In Cython this is achieved by using the `&` operator and the giving first element in the array:
```python
c_mod_sum.sum_columns(&a[0, 0], c_n_a_r, c_n_a_c, &c_sum_col[0])
```
There are many more details on working with NumPy arrays in the Cython [documentation](https://cython.readthedocs.io/en/latest/src/userguide/numpy_tutorial.html).
### Derived types
Starting from our point example, we write the `.pxd` file:
```python
# file: c_mod_point.pxd
cdef extern from "mod_point.h":
ctypedef struct Point:
double x
double y
cdef Point add_points(Point *a, Point*b)
```
which closely mirrors our C header file:
```c
// file: mod_point.h
typedef struct Point{
double x;
double y;
} Point;
Point add_points(Point *a, Point *b);
```
To work with the C point struct in Python, we construct a wrapper class and a Python function to work with this class:
```python
cimport c_mod_point
cdef class Point:
cdef c_mod_point.Point _point
def __cinit__(self, double x, double y):
self._point.x = x
self._point.y = y
@property
def x(self):
return self._point.x
@property
def y(self):
return self._point.y
def add_points(Point a, Point b):
c_point = c_mod_point.add_points(&a._point, &b._point)
point = Point(c_point.x, c_point.y)
return point
```
Cython classes are called *extension types* and are defined with the `cdef class` syntax.
We declare that this class should hold an attribute `_point` which holds the C point struct, and the `__cinit__` constructor method is used to initialize this object.

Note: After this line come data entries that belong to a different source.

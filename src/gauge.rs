//! Gauge payload for the charting collaborator
//!
//! The frontend owns the actual drawing; this module owns the data the chart
//! is drawn from: axis, fixed zone bands, bar color, and threshold marker.

use serde::{Deserialize, Serialize};

use crate::scoring::{LoadReport, StrainZone};

/// ---------------------------------------------------------------------------
/// Gauge Spec
/// ---------------------------------------------------------------------------

/// One colored band on the gauge axis
#[derive(Debug, Clone, Serialize, Deserialize)]
pub struct GaugeBand {
  pub range: [i64; 2],
  pub color: String,
}

/// Marker line drawn at the current load
#[derive(Debug, Clone, Serialize, Deserialize)]
pub struct GaugeThreshold {
  pub value: i64,
  pub color: String,
  pub width: u32,
  pub thickness: f64,
}

/// Everything the frontend needs to render the load gauge
#[derive(Debug, Clone, Serialize, Deserialize)]
pub struct GaugeSpec {
  pub value: i64,
  pub suffix: String,
  pub title: String,
  pub bar_color: String,
  pub axis_range: [i64; 2],
  pub steps: Vec<GaugeBand>,
  pub threshold: GaugeThreshold,
  pub height: u32,
}

impl GaugeSpec {
  pub fn from_report(report: &LoadReport) -> Self {
    let steps = [StrainZone::Lower, StrainZone::Moderate, StrainZone::Higher]
      .iter()
      .map(|zone| GaugeBand {
        range: zone.band_range(),
        color: zone.band_color().to_string(),
      })
      .collect();

    Self {
      value: report.load,
      suffix: " / 100".to_string(),
      title: report.zone.label().to_string(),
      bar_color: report.zone.color().to_string(),
      axis_range: [0, 100],
      steps,
      threshold: GaugeThreshold {
        value: report.load,
        color: "#444".to_string(),
        width: 3,
        thickness: 0.75,
      },
      height: 320,
    }
  }
}

/// ---------------------------------------------------------------------------
/// Tests
/// ---------------------------------------------------------------------------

We also define two properties which allows us to access the attributes of the C struct. Finally, the `add_points` function is a Python wrapper for our C function.
As the C function returns a C struct, we need to convert that to the Python class before returning to the user.
As before, we need to build with a `setup.py`:
```python=
from setuptools import setup, Extension
from Cython.Build import cythonize
setup(
name='Test Cython',
ext_modules = cythonize([
Extension("py_mod_point", ["mod_point.pyx"],
libraries=["mod_point"],
library_dirs=["."],)
]),
zip_safe=False,
```
After building with `python setup.py build_ext --inplace`, we can now import the class and function and work with them in Python.
```python
from py_mod_point import add_points, Point
>>> p_1 = Point(1.1, 1.5)
>>> p_2 = Point(2.5, 5.3)
>>> p_3 = add_points(p_1, p_2)
>>> p_3
>>> p_3.x
3.6
>>> p_3.y
6.8
```
## Wrapping the Python C interface
It's often better to hide away the technicalities of the Python-Fortran interface behind regular Python function and classes.
This is actually what we did with Cython above.
The end user then does have to worry about converting datatypes, memory management etc. Here is an example with `ctypes`:
```python
from ctypes import CDLL, byref
import numpy as np
from numpy.ctypeslib import as_ctypes
lib = CDLL("mod_sum.so")
def sum_columns(a):
a = np.ascontiguousarray(a)
sum_col = np.empty(a.shape[1], dtype=np.float64)
c_a = as_ctypes(a)
c_n_r_a = c_int(a.shape[0])
c_n_c_a = c_int(a.shape[1])
c_sum_col = as_ctypes(sum_col)
lib.sum_columns(byref(c_a), c_n_r_a, c_n_c_a, byref(c_sum_col)
return sum_col
```
This function (1) converts the input into a C contiguous NumPy array, (2) converts the Numpy array to a C array, (3) creates an empty array to hold the result of the calculation, (4) runs the subroutine to modify the result array that is then returned. The end user is completely oblivious that any Fortran code has been run behind the scenes.